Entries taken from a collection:
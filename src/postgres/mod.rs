// PostgreSQL backend over the blocking `postgres` client:
// - config: connection options and connecting
// - params: `ToSql` for `SqlParam`
// - query: value extraction and the row cursor
// - connection: the `Connection` / `Statement` implementations

pub mod config;
pub mod connection;
pub mod params;
pub mod query;

pub use config::{PostgresOptions, PostgresOptionsBuilder};
pub use connection::{PostgresConnection, PostgresStatement};
pub use query::PostgresCursor;
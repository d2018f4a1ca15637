//! Connection settings loadable from JSON.
//!
//! ```json
//! { "type": "sqlite", "db_path": "app.db" }
//! { "type": "postgres", "host": "localhost", "port": 5432, "dbname": "app",
//!   "user": "app", "password": "secret" }
//! ```

use std::path::Path;

use serde::{Deserialize, Serialize};

use crate::error::SqlOneLineError;
use crate::types::DatabaseType;

#[cfg(feature = "postgres")]
use crate::postgres::PostgresOptions;
#[cfg(feature = "sqlite")]
use crate::sqlite::SqliteOptions;

#[derive(Debug, Clone, PartialEq, Eq, Serialize, Deserialize)]
#[serde(tag = "type", rename_all = "lowercase")]
pub enum ConnectionConfig {
    #[cfg(feature = "sqlite")]
    Sqlite(SqliteOptions),
    #[cfg(feature = "postgres")]
    Postgres(PostgresOptions),
}

impl ConnectionConfig {
    /// # Errors
    /// Returns `SqlOneLineError::ConfigError` if the JSON does not describe a
    /// known backend.
    pub fn from_json_str(json: &str) -> Result<Self, SqlOneLineError> {
        Ok(serde_json::from_str(json)?)
    }

    /// # Errors
    /// Returns `SqlOneLineError::ConfigError` if the file cannot be read or parsed.
    pub fn from_path(path: impl AsRef<Path>) -> Result<Self, SqlOneLineError> {
        let path = path.as_ref();
        let json = std::fs::read_to_string(path).map_err(|e| {
            SqlOneLineError::ConfigError(format!("cannot read {}: {e}", path.display()))
        })?;
        Self::from_json_str(&json)
    }

    #[must_use]
    pub fn database_type(&self) -> DatabaseType {
        match self {
            #[cfg(feature = "sqlite")]
            ConnectionConfig::Sqlite(_) => DatabaseType::Sqlite,
            #[cfg(feature = "postgres")]
            ConnectionConfig::Postgres(_) => DatabaseType::Postgres,
        }
    }
}

#[cfg(all(test, feature = "sqlite", feature = "postgres"))]
mod tests {
    use super::*;

    #[test]
    fn parses_sqlite_with_defaults() {
        let cfg = ConnectionConfig::from_json_str(r#"{"type":"sqlite","db_path":"app.db"}"#).unwrap();
        assert_eq!(cfg.database_type(), DatabaseType::Sqlite);
        match cfg {
            ConnectionConfig::Sqlite(opts) => {
                assert_eq!(opts.db_path, "app.db");
                assert_eq!(opts.busy_timeout_ms, 5_000);
            }
            ConnectionConfig::Postgres(_) => panic!("expected sqlite"),
        }
    }

    #[test]
    fn parses_postgres_and_keeps_translation_on() {
        let cfg = ConnectionConfig::from_json_str(
            r#"{"type":"postgres","host":"db","port":5432,"dbname":"app","user":"u","password":"p"}"#,
        )
        .unwrap();
        match cfg {
            ConnectionConfig::Postgres(opts) => {
                assert!(opts.translate_placeholders);
                assert_eq!(opts.port, Some(5432));
            }
            ConnectionConfig::Sqlite(_) => panic!("expected postgres"),
        }
    }

    #[test]
    fn unknown_backend_is_config_error() {
        let err = ConnectionConfig::from_json_str(r#"{"type":"oracle"}"#).unwrap_err();
        assert!(matches!(err, SqlOneLineError::ConfigError(_)));
    }
}
#![cfg(feature = "sqlite")]

use sql_oneline::prelude::*;

fn users() -> Result<SqliteConnection, SqlOneLineError> {
    let mut conn = SqliteConnection::open_in_memory()?;
    conn.execute_batch(
        "CREATE TABLE users (
            user_id INTEGER PRIMARY KEY AUTOINCREMENT,
            name TEXT,
            age INTEGER,
            active BOOLEAN,
            score BIGINT
        );
        INSERT INTO users (user_id, name, age, active, score) VALUES
            (1234, 'Alex', 21, 1, 9000000000),
            (1235, 'Sam', 33, 0, NULL),
            (1236, NULL, NULL, NULL, 5);",
    )?;
    Ok(conn)
}

#[test]
fn single_row_values_come_back_typed() -> Result<(), SqlOneLineError> {
    let mut conn = users()?;
    let by_id = "WHERE user_id=?";
    let id = params![1234];

    assert_eq!(get_int(&mut conn, &format!("SELECT age FROM users {by_id}"), &id), 21);
    assert_eq!(
        get_integer(&mut conn, &format!("SELECT age FROM users {by_id}"), &id),
        Some(21)
    );
    assert_eq!(
        get_long(&mut conn, &format!("SELECT score FROM users {by_id}"), &id),
        Some(9_000_000_000)
    );
    assert_eq!(
        get_string(&mut conn, &format!("SELECT name FROM users {by_id}"), &id).as_deref(),
        Some("Alex")
    );
    assert!(get_boolean(&mut conn, &format!("SELECT active FROM users {by_id}"), &id));
    assert!(!get_boolean(
        &mut conn,
        "SELECT active FROM users WHERE user_id=?",
        &params![1235]
    ));
    Ok(())
}

#[test]
fn zero_rows_give_defaults() -> Result<(), SqlOneLineError> {
    let mut conn = users()?;
    let missing = params![-1];

    assert!(!get_boolean(&mut conn, "SELECT active FROM users WHERE user_id=?", &missing));
    assert_eq!(get_int(&mut conn, "SELECT age FROM users WHERE user_id=?", &missing), 0);
    assert_eq!(get_integer(&mut conn, "SELECT age FROM users WHERE user_id=?", &missing), None);
    assert_eq!(get_long(&mut conn, "SELECT score FROM users WHERE user_id=?", &missing), None);
    assert_eq!(get_string(&mut conn, "SELECT name FROM users WHERE user_id=?", &missing), None);
    Ok(())
}

#[test]
fn null_column_reads_through_the_typed_getter() -> Result<(), SqlOneLineError> {
    let mut conn = users()?;
    let id = params![1236];

    assert_eq!(get_int(&mut conn, "SELECT age FROM users WHERE user_id=?", &id), 0);
    assert_eq!(get_integer(&mut conn, "SELECT age FROM users WHERE user_id=?", &id), Some(0));
    assert_eq!(get_string(&mut conn, "SELECT name FROM users WHERE user_id=?", &id), None);
    assert!(!get_boolean(&mut conn, "SELECT active FROM users WHERE user_id=?", &id));
    Ok(())
}

#[test]
fn only_the_first_row_is_read() -> Result<(), SqlOneLineError> {
    let mut conn = users()?;
    let age = get_int(
        &mut conn,
        "SELECT age FROM users WHERE age IS NOT NULL ORDER BY age DESC",
        &[],
    );
    assert_eq!(age, 33);
    Ok(())
}

#[test]
fn strict_layer_tells_no_row_from_failure() -> Result<(), SqlOneLineError> {
    let mut conn = users()?;

    assert_eq!(try_get_int(&mut conn, "SELECT age FROM users WHERE user_id=?", &params![1234])?, Some(21));
    assert_eq!(try_get_int(&mut conn, "SELECT age FROM users WHERE user_id=?", &params![-1])?, None);

    let err = try_get_int(&mut conn, "SELECT age FROM no_such_table", &[]).unwrap_err();
    assert!(matches!(err, SqlOneLineError::SqliteError(_)));

    let err = try_get_int(&mut conn, "SELECT name FROM users WHERE user_id=?", &params![1234])
        .unwrap_err();
    assert!(matches!(err, SqlOneLineError::ConversionError(_)));
    Ok(())
}

#[test]
fn failures_are_reported_with_the_query() -> Result<(), SqlOneLineError> {
    let mut conn = users()?;
    let sink = MemoryDiagnostics::new();
    let one = OneLine::with_diagnostics(&sink);

    let broken = "SELECT age FROM no_such_table WHERE user_id=?";
    assert_eq!(one.get_int(&mut conn, broken, &params![1234]), 0);
    assert_eq!(one.get_string(&mut conn, broken, &params![1234]), None);

    let reports = sink.reports();
    assert_eq!(reports.len(), 2);
    assert!(reports.iter().all(|r| r.query.as_deref() == Some(broken)));
    assert!(reports[0].message.contains("no_such_table"));

    // the connection is still usable afterwards
    assert_eq!(one.get_int(&mut conn, "SELECT age FROM users WHERE user_id=?", &params![1234]), 21);
    assert_eq!(sink.len(), 2);
    Ok(())
}
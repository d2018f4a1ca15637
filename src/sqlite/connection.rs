use std::fmt;
use std::path::Path;

use crate::driver::{Connection, Statement};
use crate::error::SqlOneLineError;
use crate::translation::{PlaceholderStyle, translate_placeholders};
use crate::types::{KeyRetrieval, SqlParam, SqlValue};

use super::params::bind_sqlite_param;
use super::query::SqliteCursor;

/// A `SQLite` connection the one-line operations can run against.
///
/// `$N` placeholders are rewritten to `?N` before preparing unless translation
/// is turned off, so Postgres-style text runs unchanged.
pub struct SqliteConnection {
    conn: rusqlite::Connection,
    translate_placeholders: bool,
}

impl SqliteConnection {
    #[must_use]
    pub fn new(conn: rusqlite::Connection) -> Self {
        Self {
            conn,
            translate_placeholders: true,
        }
    }

    /// Open (or create) a database file.
    ///
    /// # Errors
    ///
    /// Returns `SqlOneLineError::SqliteError` if the file cannot be opened.
    pub fn open(path: impl AsRef<Path>) -> Result<Self, SqlOneLineError> {
        Ok(Self::new(rusqlite::Connection::open(path)?))
    }

    /// # Errors
    ///
    /// Returns `SqlOneLineError::SqliteError` if `SQLite` cannot allocate the database.
    pub fn open_in_memory() -> Result<Self, SqlOneLineError> {
        Ok(Self::new(rusqlite::Connection::open_in_memory()?))
    }

    #[must_use]
    pub fn with_translation(mut self, translate_placeholders: bool) -> Self {
        self.translate_placeholders = translate_placeholders;
        self
    }

    /// Run a multi-statement script (DDL, seed data) without parameters.
    ///
    /// # Errors
    ///
    /// Returns `SqlOneLineError::SqliteError` if any statement fails.
    pub fn execute_batch(&mut self, sql: &str) -> Result<(), SqlOneLineError> {
        self.conn.execute_batch(sql).map_err(SqlOneLineError::SqliteError)
    }

    #[must_use]
    pub fn raw(&self) -> &rusqlite::Connection {
        &self.conn
    }

    #[must_use]
    pub fn into_inner(self) -> rusqlite::Connection {
        self.conn
    }
}

impl fmt::Debug for SqliteConnection {
    fn fmt(&self, f: &mut fmt::Formatter<'_>) -> fmt::Result {
        f.debug_struct("SqliteConnection")
            .field("path", &self.conn.path())
            .field("translate_placeholders", &self.translate_placeholders)
            .finish()
    }
}

impl From<rusqlite::Connection> for SqliteConnection {
    fn from(conn: rusqlite::Connection) -> Self {
        Self::new(conn)
    }
}

impl Connection for SqliteConnection {
    type Statement<'c> = SqliteStatement<'c>;

    fn prepare(
        &mut self,
        sql: &str,
        keys: KeyRetrieval,
    ) -> Result<SqliteStatement<'_>, SqlOneLineError> {
        let text =
            translate_placeholders(sql, PlaceholderStyle::Sqlite, self.translate_placeholders);
        tracing::trace!(sql = %text, ?keys, "preparing sqlite statement");
        let conn = &self.conn;
        let stmt = conn.prepare(&text)?;
        Ok(SqliteStatement {
            conn,
            stmt,
            keys,
            generated_key: None,
            executed: false,
        })
    }
}

/// A prepared `SQLite` statement borrowed from a [`SqliteConnection`].
pub struct SqliteStatement<'c> {
    conn: &'c rusqlite::Connection,
    stmt: rusqlite::Statement<'c>,
    keys: KeyRetrieval,
    generated_key: Option<i64>,
    executed: bool,
}

impl Statement for SqliteStatement<'_> {
    type Cursor<'s>
        = SqliteCursor<'s>
    where
        Self: 's;

    fn placeholder_count(&self) -> Option<usize> {
        Some(self.stmt.parameter_count())
    }

    fn bind(&mut self, index: usize, value: &SqlParam) -> Result<(), SqlOneLineError> {
        bind_sqlite_param(&mut self.stmt, index, value)
    }

    fn query(&mut self) -> Result<SqliteCursor<'_>, SqlOneLineError> {
        let column_count = self.stmt.column_count();
        Ok(SqliteCursor::streaming(self.stmt.raw_query(), column_count))
    }

    fn execute_update(&mut self) -> Result<u64, SqlOneLineError> {
        let changed = self.stmt.raw_execute()?;
        self.executed = true;
        if self.keys == KeyRetrieval::Generated && changed > 0 {
            self.generated_key = Some(self.conn.last_insert_rowid());
        }
        u64::try_from(changed)
            .map_err(|_| SqlOneLineError::ExecutionError(format!("row count {changed} overflows u64")))
    }

    fn generated_keys(&mut self) -> Result<SqliteCursor<'_>, SqlOneLineError> {
        if self.keys != KeyRetrieval::Generated {
            return Err(SqlOneLineError::ExecutionError(
                "statement was not prepared for generated keys".to_string(),
            ));
        }
        if !self.executed {
            return Err(SqlOneLineError::ExecutionError(
                "generated keys requested before the statement ran".to_string(),
            ));
        }
        let rows = self
            .generated_key
            .map(|key| vec![vec![SqlValue::Integer(key)]])
            .unwrap_or_default();
        Ok(SqliteCursor::buffered(rows))
    }

    fn close(self) -> Result<(), SqlOneLineError> {
        self.stmt.finalize().map_err(SqlOneLineError::SqliteError)
    }
}
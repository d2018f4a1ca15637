//! One-line query helpers over `rusqlite` and `postgres`.
//!
//! Bind an ordered parameter list onto a prepared statement, run it, and read
//! back column 1 as a scalar, a column of values, an affected row count or a
//! generated key, in one call:
//!
//! ```rust
//! # #[cfg(feature = "sqlite")] {
//! use sql_oneline::prelude::*;
//!
//! let mut conn = SqliteConnection::open_in_memory()?;
//! conn.execute_batch(
//!     "CREATE TABLE users (user_id INTEGER PRIMARY KEY AUTOINCREMENT, name TEXT, age INTEGER);",
//! )?;
//!
//! let id = insert_auto_increment(
//!     &mut conn,
//!     "INSERT INTO users(name,age) VALUES (?,?)",
//!     &params!["Alex", 21],
//! );
//! assert_eq!(get_int(&mut conn, "SELECT age FROM users WHERE user_id=?", &params![id]), 21);
//!
//! let changed = update(&mut conn, "users", &ColumnValues::new().set("age", 22), "user_id", id);
//! assert_eq!(changed, 1);
//! # }
//! # Ok::<(), sql_oneline::SqlOneLineError>(())
//! ```
//!
//! The plain functions never fail: errors are reported through
//! [`Diagnostics`](diagnostics::Diagnostics) and a default comes back. The
//! `try_*` functions return `Result` instead.

pub mod binding;
#[cfg(any(feature = "sqlite", feature = "postgres"))]
pub mod config;
pub mod diagnostics;
pub mod driver;
pub mod error;
pub mod executor;
pub mod oneline;
pub mod prelude;
pub mod query_builder;
pub mod results;
pub mod translation;
pub mod types;

#[cfg(feature = "postgres")]
pub mod postgres;
#[cfg(feature = "sqlite")]
pub mod sqlite;

#[cfg(any(test, feature = "test-utils"))]
pub mod test_utils;

pub use error::SqlOneLineError;
pub use oneline::{
    OneLine, execute, get_array_int, get_array_string, get_boolean, get_int, get_integer,
    get_long, get_string, insert, insert_auto_increment, try_execute, try_get_array_int,
    try_get_array_string, try_get_boolean, try_get_int, try_get_long, try_get_string,
    try_insert_auto_increment, update,
};
pub use types::{DatabaseType, KeyRetrieval, QueryAndParams, SqlParam, SqlValue};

GOAL OF THE EXERCISE:
Could you state how many lines above include the word "before"? Reply with that number alone.

ANSWER TO THIS PROBLEM:
2